Dataset entries:
################
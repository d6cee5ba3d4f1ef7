//! Performance scripts for offline rendering.
//!
//! One timed event per line, `#` starts a comment:
//!
//! ```text
//! # C major triad with the lid half open
//! 0     angle 60
//! 0     down a
//! 0     down d
//! 0     down g
//! 500   up d
//! 1000  scale Natural Minor
//! 1000  down d
//! 1500  pressure off
//! 2000  up a
//! ```
//!
//! ## Grammar
//!
//! ```text
//! line    ::= time_ms action
//! action  ::= 'down' key | 'up' key | 'angle' degrees
//!           | 'scale' name | 'pressure' ('on' | 'off')
//! key     ::= single character printed on the key
//! ```
//!
//! Events are returned sorted by time; events sharing a time keep their
//! order in the file.

use bellows_platform::KeyCode;
use thiserror::Error;

/// What happens at an event's time.
#[derive(Debug, Clone, PartialEq)]
pub enum Action {
    /// Press a key.
    KeyDown(KeyCode),
    /// Release a key.
    KeyUp(KeyCode),
    /// Move the lid to this angle in degrees.
    Angle(f64),
    /// Switch to the named scale.
    Scale(String),
    /// Turn air-pressure volume on or off.
    AirPressure(bool),
}

/// One timed script event.
#[derive(Debug, Clone, PartialEq)]
pub struct ScriptEvent {
    /// Milliseconds from the start of the render.
    pub time_ms: u64,
    /// The event.
    pub action: Action,
}

/// Script parse failure.
#[derive(Debug, Error)]
#[error("line {line}: {reason}")]
pub struct ScriptError {
    /// 1-based line number.
    pub line: usize,
    /// What was wrong.
    pub reason: String,
}

impl ScriptError {
    fn new(line: usize, reason: impl Into<String>) -> Self {
        Self {
            line,
            reason: reason.into(),
        }
    }
}

/// Parse a performance script.
pub fn parse_script(text: &str) -> Result<Vec<ScriptEvent>, ScriptError> {
    let mut events = Vec::new();
    for (idx, raw) in text.lines().enumerate() {
        let line_no = idx + 1;
        let line = raw.split('#').next().unwrap_or_default().trim();
        if line.is_empty() {
            continue;
        }

        let (time, rest) = line
            .split_once(char::is_whitespace)
            .ok_or_else(|| ScriptError::new(line_no, "expected '<time_ms> <action>'"))?;
        let time_ms = time
            .parse::<u64>()
            .map_err(|e| ScriptError::new(line_no, format!("bad time '{time}': {e}")))?;

        let rest = rest.trim_start();
        let (verb, arg) = rest
            .split_once(char::is_whitespace)
            .map_or((rest, ""), |(verb, arg)| (verb, arg.trim()));

        let action = match verb {
            "down" => Action::KeyDown(parse_key(line_no, arg)?),
            "up" => Action::KeyUp(parse_key(line_no, arg)?),
            "angle" => Action::Angle(
                arg.parse::<f64>()
                    .ok()
                    .filter(|deg| deg.is_finite())
                    .ok_or_else(|| ScriptError::new(line_no, format!("bad angle '{arg}'")))?,
            ),
            "scale" if !arg.is_empty() => Action::Scale(arg.to_string()),
            "scale" => return Err(ScriptError::new(line_no, "missing scale name")),
            "pressure" => match arg {
                "on" => Action::AirPressure(true),
                "off" => Action::AirPressure(false),
                _ => {
                    return Err(ScriptError::new(
                        line_no,
                        format!("expected 'on' or 'off', got '{arg}'"),
                    ));
                }
            },
            other => {
                return Err(ScriptError::new(
                    line_no,
                    format!("unknown action '{other}'"),
                ));
            }
        };
        events.push(ScriptEvent { time_ms, action });
    }

    events.sort_by_key(|e| e.time_ms);
    Ok(events)
}

fn parse_key(line: usize, arg: &str) -> Result<KeyCode, ScriptError> {
    let mut chars = arg.chars();
    match (chars.next(), chars.next()) {
        (Some(c), None) => KeyCode::from_char(c)
            .ok_or_else(|| ScriptError::new(line, format!("unknown key '{c}'"))),
        _ => Err(ScriptError::new(
            line,
            format!("expected a single key character, got '{arg}'"),
        )),
    }
}

#[cfg(test)]
mod tests {
    use super::*;

    fn key(c: char) -> KeyCode {
        KeyCode::from_char(c).unwrap()
    }

    #[test]
    fn test_parse_all_actions() {
        let events = parse_script(
            "0 down a\n\
             10 up a\n\
             20 angle 42.5\n\
             30 scale Natural Minor\n\
             40 pressure off\n",
        )
        .unwrap();
        let actions: Vec<_> = events.into_iter().map(|e| e.action).collect();
        assert_eq!(
            actions,
            vec![
                Action::KeyDown(key('a')),
                Action::KeyUp(key('a')),
                Action::Angle(42.5),
                Action::Scale("Natural Minor".to_string()),
                Action::AirPressure(false),
            ]
        );
    }

    #[test]
    fn test_comments_blank_lines_and_spacing() {
        let events = parse_script("# intro\n\n   100    down   ;  # semicolon key\n").unwrap();
        assert_eq!(
            events,
            vec![ScriptEvent {
                time_ms: 100,
                action: Action::KeyDown(key(';')),
            }]
        );
    }

    #[test]
    fn test_sorted_stably() {
        let events = parse_script("200 down s\n0 down a\n200 up s\n").unwrap();
        let times: Vec<_> = events.iter().map(|e| e.time_ms).collect();
        assert_eq!(times, vec![0, 200, 200]);
        assert_eq!(events[1].action, Action::KeyDown(key('s')));
        assert_eq!(events[2].action, Action::KeyUp(key('s')));
    }

    #[test]
    fn test_errors_report_line() {
        let err = parse_script("0 down a\nsoon down s\n").unwrap_err();
        assert_eq!(err.line, 2);

        for bad in [
            "0 down",
            "0 down ab",
            "0 up \u{e9}",
            "0 angle wide",
            "0 angle NaN",
            "0 scale",
            "0 pressure maybe",
            "0 strum a",
            "0",
        ] {
            assert!(parse_script(bad).is_err(), "{bad:?} should not parse");
        }
    }
}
################
Task to carry out. Wherever the string "character" occurs in the records, copy the line it is in.

Response to the task.
//! key     ::= single character printed on the key
            format!("expected a single key character, got '{arg}'"),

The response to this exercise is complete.